▶ **WHAT THE EXERCISE ASKS**
Below are records; please give the number of their lines that contain the string "PathBuf", and only that number.

▶ **GIVEN ENTRIES**
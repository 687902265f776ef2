//! Configuration file parser for ~/.config/marketwire/config.toml.
//!
//! The config file is optional. A missing or empty file yields
//! `Config::default()`; unknown keys are ignored with a warning.
use serde::Deserialize;
use std::path::{Path, PathBuf};
use thiserror::Error;

// ============================================================================
// Error Types
// ============================================================================

#[derive(Debug, Error)]
pub enum ConfigError {
    #[error("Failed to read config file: {0}")]
    Io(#[from] std::io::Error),

    #[error("Invalid TOML in config file: {0}")]
    Parse(#[from] toml::de::Error),

    #[error("Config file too large: {0}")]
    TooLarge(String),

    #[error("Invalid config value: {0}")]
    Invalid(String),
}

// ============================================================================
// Configuration Structs
// ============================================================================

/// Top-level configuration.
///
/// All fields use `#[serde(default)]` so any subset of keys can be specified.
#[derive(Debug, Clone, PartialEq, Deserialize)]
#[serde(default)]
pub struct Config {
    /// SQLite database file. Defaults to `marketwire.db` in the config directory.
    pub database_path: Option<PathBuf>,

    /// Per-request timeout for feed downloads, in seconds.
    pub request_timeout_secs: u64,

    /// Retries after a 429, 5xx or truncated response.
    pub max_retries: u32,

    /// Largest feed document accepted, in bytes.
    pub max_feed_bytes: usize,

    /// Sources fetched in parallel by `--all`.
    pub concurrency: usize,

    /// User-Agent header sent with every request.
    pub user_agent: String,

    /// Allow feed URLs on loopback or private networks.
    pub allow_private_hosts: bool,
}

impl Default for Config {
    fn default() -> Self {
        Self {
            database_path: None,
            request_timeout_secs: 30,
            max_retries: 3,
            max_feed_bytes: 10 * 1024 * 1024,
            concurrency: 4,
            user_agent: format!("marketwire/{}", env!("CARGO_PKG_VERSION")),
            allow_private_hosts: false,
        }
    }
}

impl Config {
    /// Maximum config file size (1 MB).
    const MAX_FILE_SIZE: u64 = 1_048_576;

    const KNOWN_KEYS: [&'static str; 7] = [
        "database_path",
        "request_timeout_secs",
        "max_retries",
        "max_feed_bytes",
        "concurrency",
        "user_agent",
        "allow_private_hosts",
    ];

    /// Load configuration from a TOML file.
    ///
    /// - Missing file → `Ok(Config::default())`
    /// - Empty file → `Ok(Config::default())`
    /// - Invalid TOML → `Err(ConfigError::Parse)` with line number info
    /// - Zero timeout or concurrency → `Err(ConfigError::Invalid)`
    pub fn load(path: &Path) -> Result<Self, ConfigError> {
        match std::fs::metadata(path) {
            Ok(meta) if meta.len() > Self::MAX_FILE_SIZE => {
                return Err(ConfigError::TooLarge(format!(
                    "Config file is {} bytes (max {} bytes)",
                    meta.len(),
                    Self::MAX_FILE_SIZE
                )));
            }
            Err(e) if e.kind() == std::io::ErrorKind::NotFound => {
                tracing::debug!(path = %path.display(), "No config file found, using defaults");
                return Ok(Self::default());
            }
            Err(e) => return Err(ConfigError::Io(e)),
            Ok(_) => {}
        }

        let content = match std::fs::read_to_string(path) {
            Ok(c) => c,
            Err(e) if e.kind() == std::io::ErrorKind::NotFound => {
                // Race condition: file deleted between metadata and read
                tracing::debug!(path = %path.display(), "Config file disappeared, using defaults");
                return Ok(Self::default());
            }
            Err(e) => return Err(ConfigError::Io(e)),
        };

        if content.trim().is_empty() {
            tracing::debug!(path = %path.display(), "Config file is empty, using defaults");
            return Ok(Self::default());
        }

        if let Ok(raw) = content.parse::<toml::Table>() {
            for key in raw.keys() {
                if !Self::KNOWN_KEYS.contains(&key.as_str()) {
                    tracing::warn!(key = %key, "Unknown key in config file, ignoring");
                }
            }
        }

        let config: Config = toml::from_str(&content)?;
        config.validate()?;
        tracing::info!(path = %path.display(), "Loaded configuration");
        Ok(config)
    }

    fn validate(&self) -> Result<(), ConfigError> {
        if self.request_timeout_secs == 0 {
            return Err(ConfigError::Invalid(
                "request_timeout_secs must be at least 1".to_string(),
            ));
        }
        if self.concurrency == 0 {
            return Err(ConfigError::Invalid(
                "concurrency must be at least 1".to_string(),
            ));
        }
        Ok(())
    }
}

// ============================================================================
// Tests
// ============================================================================
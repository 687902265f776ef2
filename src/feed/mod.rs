//! Feed ingestion: from a registered source key to stored, deduplicated items.
//!
//! - `registry` - the fixed set of publisher feeds
//! - `fetcher` - the transport seam and its HTTP implementation
//! - `parser` - RSS/Atom/JSON Feed documents into raw items (`feed-rs`)
//! - `categories` - coercion of the publisher `categories` field
//! - `normalize` - raw item into canonical [`FeedItem`](crate::storage::FeedItem)
//! - `ingest` - the per-source pipeline tying it all together
//!
//! # Example
//!
//! ```ignore
//! use marketwire::feed::{FeedRegistry, HttpTransport, Ingestor};
//! use marketwire::storage::SharedDatabase;
//!
//! let store = Arc::new(SharedDatabase::new("marketwire.db"));
//! let transport = Arc::new(HttpTransport::new(reqwest::Client::new()));
//! let ingestor = Ingestor::new(FeedRegistry::builtin(), transport, store);
//!
//! let new_items = ingestor.fetch_by_source("nasdaq").await?;
//! ```

mod categories;
mod fetcher;
mod ingest;
mod normalize;
mod parser;
mod registry;

pub use categories::normalize_categories;
pub use fetcher::{FeedTransport, FetchError, HttpTransport};
pub use ingest::{BatchReport, IngestError, Ingestor, ItemError, ItemOutcome, SourceResult};
pub use normalize::{normalize_item, InvalidItemError, RawFeedItem};
pub use parser::parse_feed;
pub use registry::{FeedRegistry, FeedSource, MARKETWATCH, NASDAQ};
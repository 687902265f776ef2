use feed_rs::model::{Category, Entry};
use feed_rs::parser;
use serde_json::{json, Value};

use super::normalize::RawFeedItem;

/// Parse an RSS, Atom or JSON Feed document into raw items, in document order.
pub fn parse_feed(bytes: &[u8]) -> Result<Vec<RawFeedItem>, parser::ParseFeedError> {
    let feed = parser::parse(bytes)?;
    Ok(feed.entries.into_iter().map(raw_item).collect())
}

fn raw_item(entry: Entry) -> RawFeedItem {
    let guid = if entry.id.trim().is_empty() {
        None
    } else {
        Some(entry.id)
    };
    let published = entry.published.or(entry.updated);

    RawFeedItem {
        guid,
        link: entry.links.into_iter().next().map(|l| l.href),
        title: entry.title.map(|t| t.content),
        pub_date: published.map(|dt| dt.to_rfc2822()),
        content_snippet: entry.summary.map(|s| s.content),
        categories: categories_value(entry.categories),
        creator: entry.authors.into_iter().next().map(|p| p.name),
        iso_date: published.map(|dt| dt.to_rfc3339()),
        content: entry.content.and_then(|c| c.body),
    }
}

/// Categories carrying a scheme become `{"_": text, "domain": scheme}` tag
/// objects, the rest stay plain strings.
fn categories_value(categories: Vec<Category>) -> Option<Value> {
    if categories.is_empty() {
        return None;
    }

    let values = categories
        .into_iter()
        .map(|category| {
            let text = category.label.unwrap_or(category.term);
            match category.scheme {
                Some(scheme) => json!({ "_": text, "domain": scheme }),
                None => Value::String(text),
            }
        })
        .collect();
    Some(Value::Array(values))
}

▶ **REPLY**
2